Une victoire historique donc pour ces femmes de chambre dans leur combat commencé en juillet 2019 et qui s’est achevé en mai 2020 avec la signature d’un protocole d’accord satisfaisant la quasi totalité de leurs revendications. Combat contre STN et le groupe Accor, mais pas seulement. Comme si ça ne suffisait pas, les grévistes et leur syndicat CGT-HPE ont eu maille à partir avec les réformistes syndicaux à l’intérieur même des structures de leur confédération (UD CGT Paris, URIF CGT, US Commerce), qui ne cessaient de leur seriner « Vous ne pourrez pas gagner » et qui ont employé les méthodes les plus tordues pour saboter cette lutte des grévistes, femmes, immigrées, de couleur, se battant contre l’exploitation, le harcèlement moral et sexuel. On le sait évidemment, la vie syndicale n’est pas un long fleuve tranquille, et les combats menés peuvent être parfois « freinés » (pour le dire gentiment) par certains cadres de structures hiérarchiques. Mais rien n’a arrêté ces femmes qui étaient « invisibles » et qui au long des mois sont apparues au grand jour au cours des nombreux rassemblements revendicatifs et souvent festifs, nous rappelant que la grève c’est sérieux mais pas triste.

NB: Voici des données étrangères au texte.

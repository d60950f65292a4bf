//! Piece controller (C3, spec §4.3): the concurrent scheduler that drives a
//! torrent from empty to complete. Owns the piece array, the completion
//! bitfield, and the output file behind one mutex, per spec §5.

use crate::bitfield::BitField;
use crate::error::IntegrityError;
use crate::piece::piece::Piece;
use bytes::Bytes;
use crossbeam::channel::{bounded, select, tick, Sender};
use std::fs::{File, OpenOptions};
use std::path::Path;
use std::sync::{Arc, Mutex};
use std::time::{Duration, Instant};

/// Default age after which an IN_FLIGHT block is considered abandoned and
/// released back to EMPTY by the reaper (spec §5).
pub const DEFAULT_REQUEST_TIMEOUT: Duration = Duration::from_secs(30);

struct Shared {
    pieces: Vec<Piece>,
    bitfield: BitField,
    file: File,
}

pub struct PieceController {
    shared: Mutex<Shared>,
    piece_length: u64,
    request_timeout: Duration,
}

/// Block of work handed out by [`PieceController::pick_work`].
#[derive(Debug, Clone, Copy)]
pub struct Work {
    pub piece_index: usize,
    pub block_index: usize,
    pub begin: u32,
    pub length: u32,
}

/// Outcome of integrating a freshly-downloaded block.
#[derive(Debug, PartialEq)]
pub enum ReceiveOutcome {
    /// The piece still has outstanding blocks.
    Pending,
    /// The piece completed and passed its SHA-1 check; it has been written to disk.
    PieceComplete,
    /// The piece completed but failed its SHA-1 check; it was reset to EMPTY
    /// and must be rescheduled. The caller should exclude the peer that
    /// supplied the bad data from the piece's next round.
    IntegrityFailed(IntegrityError),
}

impl PieceController {
    pub fn new(
        piece_sizes: &[usize],
        piece_hashes: &[[u8; 20]],
        piece_length: u64,
        output_path: &Path,
    ) -> std::io::Result<PieceController> {
        let pieces: Vec<Piece> = piece_sizes
            .iter()
            .zip(piece_hashes.iter())
            .enumerate()
            .map(|(i, (&size, &hash))| Piece::new(i, size, hash))
            .collect();
        let bitfield = BitField::for_pieces(pieces.len());

        if let Some(parent) = output_path.parent() {
            std::fs::create_dir_all(parent)?;
        }
        let file = OpenOptions::new()
            .read(true)
            .write(true)
            .create(true)
            .open(output_path)?;

        Ok(PieceController {
            shared: Mutex::new(Shared {
                pieces,
                bitfield,
                file,
            }),
            piece_length,
            request_timeout: DEFAULT_REQUEST_TIMEOUT,
        })
    }

    pub fn num_pieces(&self) -> usize {
        self.shared.lock().unwrap().pieces.len()
    }

    pub fn bitfield(&self) -> BitField {
        self.shared.lock().unwrap().bitfield.clone()
    }

    pub fn has_piece(&self, piece_index: usize) -> bool {
        self.shared.lock().unwrap().bitfield.has_piece(piece_index)
    }

    /// Returns the first EMPTY block of `piece_index`, marking it IN_FLIGHT.
    /// Callers iterate the piece array themselves and prefer pieces with
    /// remaining EMPTY blocks; this call only ever touches one piece.
    pub fn pick_work(&self, piece_index: usize) -> Option<Work> {
        let mut shared = self.shared.lock().unwrap();
        let piece = shared.pieces.get_mut(piece_index)?;
        if piece.is_downloaded {
            return None;
        }
        let block_index = piece
            .blocks
            .iter()
            .position(|b| b.state == crate::piece::block::BlockState::Empty)?;
        let begin = block_index as u32 * crate::piece::block::BLOCK_SIZE;
        let length = piece.blocks[block_index].size;
        piece.blocks[block_index].mark_in_flight();
        Some(Work {
            piece_index,
            block_index,
            begin,
            length,
        })
    }

    /// Integrates a downloaded block. If the piece becomes complete, runs
    /// `try_finalise` and, on success, writes it to disk and flips the
    /// bitfield bit.
    pub fn receive_block(
        &self,
        piece_index: usize,
        block_index: usize,
        data: Bytes,
    ) -> ReceiveOutcome {
        let mut shared = self.shared.lock().unwrap();
        let Shared {
            pieces,
            bitfield,
            file,
        } = &mut *shared;

        let piece = match pieces.get_mut(piece_index) {
            Some(p) => p,
            None => return ReceiveOutcome::Pending,
        };
        piece.set_block(block_index, data);

        if !piece.is_complete() {
            return ReceiveOutcome::Pending;
        }

        if piece.try_finalise() {
            if let Err(e) = piece.save(file, self.piece_length) {
                log::error!("failed to write piece {piece_index} to disk: {e}");
            }
            bitfield.set(piece_index);
            log::info!("piece {piece_index} complete and verified");
            ReceiveOutcome::PieceComplete
        } else {
            log::warn!("piece {piece_index} failed integrity check, resetting");
            ReceiveOutcome::IntegrityFailed(IntegrityError { piece_index })
        }
    }

    pub fn is_complete(&self) -> bool {
        self.shared.lock().unwrap().bitfield.is_complete()
    }

    /// Immediately releases a block back to EMPTY, independent of the
    /// reaper's timeout. Used when a session is declared faulty (no PIECE
    /// within the read timeout, or a transport error) so the block is
    /// rescheduled without waiting for the next reap (spec §5).
    pub fn release_block(&self, piece_index: usize, block_index: usize) {
        let mut shared = self.shared.lock().unwrap();
        if let Some(piece) = shared.pieces.get_mut(piece_index) {
            if let Some(block) = piece.blocks.get_mut(block_index) {
                block.reset();
            }
        }
    }

    /// Releases any IN_FLIGHT block whose request is older than the configured
    /// timeout back to EMPTY. Intended to run on its own periodic thread.
    pub fn reap_stale_requests(&self) -> usize {
        let mut shared = self.shared.lock().unwrap();
        let now = Instant::now();
        let timeout = self.request_timeout;
        let mut released = 0;
        for piece in shared.pieces.iter_mut() {
            if piece.is_downloaded {
                continue;
            }
            for block in piece.blocks.iter_mut() {
                if block.state == crate::piece::block::BlockState::InFlight {
                    if let Some(requested_at) = block.requested_at {
                        if now.duration_since(requested_at) > timeout {
                            block.reset();
                            released += 1;
                        }
                    }
                }
            }
        }
        released
    }

    /// Spawns a background thread that periodically calls [`reap_stale_requests`].
    /// Returns a [`ReaperHandle`]; dropping it signals the thread to stop and
    /// joins it, rather than relying on the thread to notice its own demise.
    pub fn spawn_reaper(controller: Arc<PieceController>, period: Duration) -> ReaperHandle {
        let (stop_tx, stop_rx) = bounded(0);
        let thread = std::thread::spawn(move || {
            let ticks = tick(period);
            loop {
                select! {
                    recv(ticks) -> _ => {
                        let released = controller.reap_stale_requests();
                        if released > 0 {
                            log::debug!("reaper released {released} stale in-flight blocks");
                        }
                        if controller.is_complete() {
                            return;
                        }
                    }
                    recv(stop_rx) -> _ => return,
                }
            }
        });
        ReaperHandle {
            thread: Some(thread),
            stop: stop_tx,
        }
    }
}

/// Handle to a running reaper thread. Dropping it asks the thread to stop
/// and blocks until it has (spec §5: the reaper must not outlive the fetch
/// it was started for).
pub struct ReaperHandle {
    thread: Option<std::thread::JoinHandle<()>>,
    stop: Sender<()>,
}

impl Drop for ReaperHandle {
    fn drop(&mut self) {
        let _ = self.stop.send(());
        if let Some(thread) = self.thread.take() {
            let _ = thread.join();
        }
    }
}

#[cfg(test)]
mod tests {
    use super::*;

    fn hash_of(data: &[u8]) -> [u8; 20] {
        use sha1::{Digest, Sha1};
        let mut hasher = Sha1::new();
        hasher.update(data);
        hasher.finalize().into()
    }

    fn make_controller(piece_sizes: &[usize], pieces_data: &[Vec<u8>]) -> (PieceController, tempfile::TempDir) {
        let hashes: Vec<[u8; 20]> = pieces_data.iter().map(|d| hash_of(d)).collect();
        let dir = tempfile::tempdir().unwrap();
        let path = dir.path().join("out.bin");
        let ctl = PieceController::new(piece_sizes, &hashes, piece_sizes[0] as u64, &path).unwrap();
        (ctl, dir)
    }

    #[test]
    fn pick_work_marks_block_in_flight_and_is_idempotent_per_block() {
        let data = vec![1u8; 8];
        let (ctl, _dir) = make_controller(&[8], &[data]);
        let w1 = ctl.pick_work(0).unwrap();
        assert_eq!(w1.block_index, 0);
        // the only block is now in flight; no more work for this piece
        assert!(ctl.pick_work(0).is_none());
    }

    #[test]
    fn receive_block_completes_and_persists_matching_piece() {
        let data = vec![5u8; 8];
        let (ctl, dir) = make_controller(&[8], &[data.clone()]);
        ctl.pick_work(0).unwrap();
        let outcome = ctl.receive_block(0, 0, Bytes::from(data.clone()));
        assert_eq!(outcome, ReceiveOutcome::PieceComplete);
        assert!(ctl.is_complete());
        assert!(ctl.has_piece(0));

        let written = std::fs::read(dir.path().join("out.bin")).unwrap();
        assert_eq!(&written[..8], &data[..]);
    }

    #[test]
    fn receive_block_reports_integrity_failure_and_resets() {
        let (ctl, _dir) = make_controller(&[8], &[vec![9u8; 8]]);
        ctl.pick_work(0).unwrap();
        let outcome = ctl.receive_block(0, 0, Bytes::from(vec![0u8; 8]));
        assert!(matches!(outcome, ReceiveOutcome::IntegrityFailed(_)));
        assert!(!ctl.has_piece(0));
        // piece was reset, so the block is available for rescheduling
        assert!(ctl.pick_work(0).is_some());
    }

    #[test]
    fn reaper_releases_blocks_older_than_timeout() {
        let (mut ctl, _dir) = make_controller(&[8], &[vec![1u8; 8]]);
        ctl.request_timeout = Duration::from_millis(1);
        ctl.pick_work(0).unwrap();
        std::thread::sleep(Duration::from_millis(20));
        let released = ctl.reap_stale_requests();
        assert_eq!(released, 1);
        assert!(ctl.pick_work(0).is_some());
    }

    #[test]
    fn concurrent_receive_block_across_pieces_is_race_free() {
        let sizes = vec![8usize; 4];
        let datas: Vec<Vec<u8>> = (0..4).map(|i| vec![i as u8; 8]).collect();
        let (ctl, _dir) = make_controller(&sizes, &datas);
        let ctl = Arc::new(ctl);

        let handles: Vec<_> = (0..4)
            .map(|i| {
                let ctl = Arc::clone(&ctl);
                let data = datas[i].clone();
                std::thread::spawn(move || {
                    ctl.pick_work(i).unwrap();
                    ctl.receive_block(i, 0, Bytes::from(data))
                })
            })
            .collect();

        for h in handles {
            assert_eq!(h.join().unwrap(), ReceiveOutcome::PieceComplete);
        }
        assert!(ctl.is_complete());
    }

    #[test]
    fn spawn_reaper_releases_stale_blocks_and_stops_on_drop() {
        let (mut ctl, _dir) = make_controller(&[8], &[vec![1u8; 8]]);
        ctl.request_timeout = Duration::from_millis(1);
        let ctl = Arc::new(ctl);
        ctl.pick_work(0).unwrap();

        let reaper = PieceController::spawn_reaper(Arc::clone(&ctl), Duration::from_millis(5));
        std::thread::sleep(Duration::from_millis(50));
        assert!(ctl.pick_work(0).is_some());
        drop(reaper);
    }
}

En ces temps d’attaques contre le prolétariat à coups de « réformes » du gouvernement, d’arrogance du patronat, nul doute que cette victoire fera date. Elles chantaient à l’adresse de leur employeur : « Frotter, frotter, il faut payer !», elles ont conclu cette longue lutte victorieuse en chantant désormais : « Frotter, frotter, ça a payé !». Qu’elles soient remerciées pour leur courage, leur ténacité, et pour avoir redonné un sens à la lutte des classes. Bravo à elles.